> **Exercise**
Your task is to write out all of the records once more, exactly.

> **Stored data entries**
--------------------------------------------------

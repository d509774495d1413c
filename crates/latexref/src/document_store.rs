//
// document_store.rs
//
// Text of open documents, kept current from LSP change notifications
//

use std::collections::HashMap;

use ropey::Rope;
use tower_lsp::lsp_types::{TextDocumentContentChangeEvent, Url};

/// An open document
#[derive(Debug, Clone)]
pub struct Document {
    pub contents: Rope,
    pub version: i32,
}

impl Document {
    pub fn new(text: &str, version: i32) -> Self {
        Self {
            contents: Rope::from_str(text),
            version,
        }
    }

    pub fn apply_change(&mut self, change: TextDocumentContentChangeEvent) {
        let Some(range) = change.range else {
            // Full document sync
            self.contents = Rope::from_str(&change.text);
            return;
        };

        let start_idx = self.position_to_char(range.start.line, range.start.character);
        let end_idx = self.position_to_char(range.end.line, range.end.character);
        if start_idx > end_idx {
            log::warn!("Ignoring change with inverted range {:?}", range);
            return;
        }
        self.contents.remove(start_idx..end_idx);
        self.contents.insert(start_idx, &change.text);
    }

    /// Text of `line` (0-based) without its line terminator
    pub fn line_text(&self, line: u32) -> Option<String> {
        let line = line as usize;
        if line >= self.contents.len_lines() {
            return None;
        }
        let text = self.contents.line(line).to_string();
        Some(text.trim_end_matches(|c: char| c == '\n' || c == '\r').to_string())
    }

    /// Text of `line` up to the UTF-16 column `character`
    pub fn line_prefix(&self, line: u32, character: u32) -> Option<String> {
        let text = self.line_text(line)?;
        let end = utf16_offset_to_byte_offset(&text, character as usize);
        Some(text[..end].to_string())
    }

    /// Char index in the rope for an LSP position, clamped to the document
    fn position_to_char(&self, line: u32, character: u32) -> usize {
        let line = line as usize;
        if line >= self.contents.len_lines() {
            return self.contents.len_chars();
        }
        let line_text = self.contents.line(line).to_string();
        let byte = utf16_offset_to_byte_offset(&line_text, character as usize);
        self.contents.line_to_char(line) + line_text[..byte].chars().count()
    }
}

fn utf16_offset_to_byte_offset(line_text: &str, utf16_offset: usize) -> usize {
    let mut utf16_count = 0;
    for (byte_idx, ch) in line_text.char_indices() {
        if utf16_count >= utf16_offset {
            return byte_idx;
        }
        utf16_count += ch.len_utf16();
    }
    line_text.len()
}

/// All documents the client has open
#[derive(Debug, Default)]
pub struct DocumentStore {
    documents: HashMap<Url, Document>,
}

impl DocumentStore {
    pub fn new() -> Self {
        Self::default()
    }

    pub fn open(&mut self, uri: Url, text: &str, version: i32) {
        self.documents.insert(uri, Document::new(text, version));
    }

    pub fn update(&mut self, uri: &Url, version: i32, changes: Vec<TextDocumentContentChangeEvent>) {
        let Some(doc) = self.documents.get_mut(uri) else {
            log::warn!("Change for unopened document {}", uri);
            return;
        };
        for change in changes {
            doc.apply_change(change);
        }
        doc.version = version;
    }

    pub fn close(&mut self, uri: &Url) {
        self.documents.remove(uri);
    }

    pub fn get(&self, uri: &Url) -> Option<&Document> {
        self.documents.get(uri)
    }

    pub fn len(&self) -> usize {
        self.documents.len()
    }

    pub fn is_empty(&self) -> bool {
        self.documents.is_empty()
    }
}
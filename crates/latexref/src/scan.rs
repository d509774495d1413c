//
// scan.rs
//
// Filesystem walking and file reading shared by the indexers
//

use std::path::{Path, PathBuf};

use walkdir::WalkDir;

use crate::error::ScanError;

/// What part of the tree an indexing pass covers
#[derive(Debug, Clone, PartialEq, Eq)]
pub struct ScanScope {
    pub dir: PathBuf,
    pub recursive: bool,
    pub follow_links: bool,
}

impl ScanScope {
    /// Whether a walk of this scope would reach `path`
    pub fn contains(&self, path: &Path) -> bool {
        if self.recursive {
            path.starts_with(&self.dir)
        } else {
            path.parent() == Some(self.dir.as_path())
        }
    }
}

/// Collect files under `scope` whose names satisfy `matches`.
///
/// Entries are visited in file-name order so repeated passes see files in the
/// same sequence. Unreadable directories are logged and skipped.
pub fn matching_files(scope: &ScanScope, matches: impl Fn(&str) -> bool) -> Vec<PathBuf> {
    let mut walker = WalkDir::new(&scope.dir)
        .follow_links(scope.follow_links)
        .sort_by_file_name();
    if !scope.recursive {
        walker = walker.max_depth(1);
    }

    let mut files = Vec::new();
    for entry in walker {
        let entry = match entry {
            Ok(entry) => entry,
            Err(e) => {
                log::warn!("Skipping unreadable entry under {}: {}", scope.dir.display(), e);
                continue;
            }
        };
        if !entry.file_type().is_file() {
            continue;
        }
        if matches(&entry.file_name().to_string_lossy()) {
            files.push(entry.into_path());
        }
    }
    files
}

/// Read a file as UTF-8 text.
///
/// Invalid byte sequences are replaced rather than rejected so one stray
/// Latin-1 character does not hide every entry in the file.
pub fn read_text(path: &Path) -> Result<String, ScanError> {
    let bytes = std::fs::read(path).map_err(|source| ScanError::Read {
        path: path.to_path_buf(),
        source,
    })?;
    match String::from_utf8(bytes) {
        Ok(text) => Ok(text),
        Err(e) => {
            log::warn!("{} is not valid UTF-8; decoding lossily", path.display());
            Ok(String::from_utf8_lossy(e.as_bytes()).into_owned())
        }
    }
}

--------------------------------------------------

> **Output for this exercise**
repository d509774495d1413c
filename crates/latexref/src/document_store.rs
//
// document_store.rs
//
// Text of open documents, kept current from LSP change notifications
//

use std::collections::HashMap;

use ropey::Rope;
use tower_lsp::lsp_types::{TextDocumentContentChangeEvent, Url};

/// An open document
#[derive(Debug, Clone)]
pub struct Document {
    pub contents: Rope,
    pub version: i32,
}

impl Document {
    pub fn new(text: &str, version: i32) -> Self {
        Self {
            contents: Rope::from_str(text),
            version,
        }
    }

    pub fn apply_change(&mut self, change: TextDocumentContentChangeEvent) {
        let Some(range) = change.range else {
            // Full document sync
            self.contents = Rope::from_str(&change.text);
            return;
        };

        let start_idx = self.position_to_char(range.start.line, range.start.character);
        let end_idx = self.position_to_char(range.end.line, range.end.character);
        if start_idx > end_idx {
            log::warn!("Ignoring change with inverted range {:?}", range);
            return;
        }
        self.contents.remove(start_idx..end_idx);
        self.contents.insert(start_idx, &change.text);
    }

    /// Text of `line` (0-based) without its line terminator
    pub fn line_text(&self, line: u32) -> Option<String> {
        let line = line as usize;
        if line >= self.contents.len_lines() {
            return None;
        }
        let text = self.contents.line(line).to_string();
        Some(text.trim_end_matches(|c: char| c == '\n' || c == '\r').to_string())
    }

    /// Text of `line` up to the UTF-16 column `character`
    pub fn line_prefix(&self, line: u32, character: u32) -> Option<String> {
        let text = self.line_text(line)?;
        let end = utf16_offset_to_byte_offset(&text, character as usize);
        Some(text[..end].to_string())
    }

    /// Char index in the rope for an LSP position, clamped to the document
    fn position_to_char(&self, line: u32, character: u32) -> usize {
        let line = line as usize;
        if line >= self.contents.len_lines() {
            return self.contents.len_chars();
        }
        let line_text = self.contents.line(line).to_string();
        let byte = utf16_offset_to_byte_offset(&line_text, character as usize);
        self.contents.line_to_char(line) + line_text[..byte].chars().count()
    }
}

fn utf16_offset_to_byte_offset(line_text: &str, utf16_offset: usize) -> usize {
    let mut utf16_count = 0;
    for (byte_idx, ch) in line_text.char_indices() {
        if utf16_count >= utf16_offset {
            return byte_idx;
        }
        utf16_count += ch.len_utf16();
    }
    line_text.len()
}

/// All documents the client has open
#[derive(Debug, Default)]
pub struct DocumentStore {
    documents: HashMap<Url, Document>,
}

impl DocumentStore {
    pub fn new() -> Self {
        Self::default()
    }

    pub fn open(&mut self, uri: Url, text: &str, version: i32) {
        self.documents.insert(uri, Document::new(text, version));
    }

    pub fn update(&mut self, uri: &Url, version: i32, changes: Vec<TextDocumentContentChangeEvent>) {
        let Some(doc) = self.documents.get_mut(uri) else {
            log::warn!("Change for unopened document {}", uri);
            return;
        };
        for change in changes {
            doc.apply_change(change);
        }
        doc.version = version;
    }

    pub fn close(&mut self, uri: &Url) {
        self.documents.remove(uri);
    }

    pub fn get(&self, uri: &Url) -> Option<&Document> {
        self.documents.get(uri)
    }

    pub fn len(&self) -> usize {
        self.documents.len()
    }

    pub fn is_empty(&self) -> bool {
        self.documents.is_empty()
    }
}
filename crates/latexref/src/scan.rs
repository d509774495d1413c
//
// scan.rs
//
// Filesystem walking and file reading shared by the indexers
//

use std::path::{Path, PathBuf};

use walkdir::WalkDir;

use crate::error::ScanError;

/// What part of the tree an indexing pass covers
#[derive(Debug, Clone, PartialEq, Eq)]
pub struct ScanScope {
    pub dir: PathBuf,
    pub recursive: bool,
    pub follow_links: bool,
}

impl ScanScope {
    /// Whether a walk of this scope would reach `path`
    pub fn contains(&self, path: &Path) -> bool {
        if self.recursive {
            path.starts_with(&self.dir)
        } else {
            path.parent() == Some(self.dir.as_path())
        }
    }
}

/// Collect files under `scope` whose names satisfy `matches`.
///
/// Entries are visited in file-name order so repeated passes see files in the
/// same sequence. Unreadable directories are logged and skipped.
pub fn matching_files(scope: &ScanScope, matches: impl Fn(&str) -> bool) -> Vec<PathBuf> {
    let mut walker = WalkDir::new(&scope.dir)
        .follow_links(scope.follow_links)
        .sort_by_file_name();
    if !scope.recursive {
        walker = walker.max_depth(1);
    }

    let mut files = Vec::new();
    for entry in walker {
        let entry = match entry {
            Ok(entry) => entry,
            Err(e) => {
                log::warn!("Skipping unreadable entry under {}: {}", scope.dir.display(), e);
                continue;
            }
        };
        if !entry.file_type().is_file() {
            continue;
        }
        if matches(&entry.file_name().to_string_lossy()) {
            files.push(entry.into_path());
        }
    }
    files
}

/// Read a file as UTF-8 text.
///
/// Invalid byte sequences are replaced rather than rejected so one stray
/// Latin-1 character does not hide every entry in the file.
pub fn read_text(path: &Path) -> Result<String, ScanError> {
    let bytes = std::fs::read(path).map_err(|source| ScanError::Read {
        path: path.to_path_buf(),
        source,
    })?;
    match String::from_utf8(bytes) {
        Ok(text) => Ok(text),
        Err(e) => {
            log::warn!("{} is not valid UTF-8; decoding lossily", path.display());
            Ok(String::from_utf8_lossy(e.as_bytes()).into_owned())
        }
    }
}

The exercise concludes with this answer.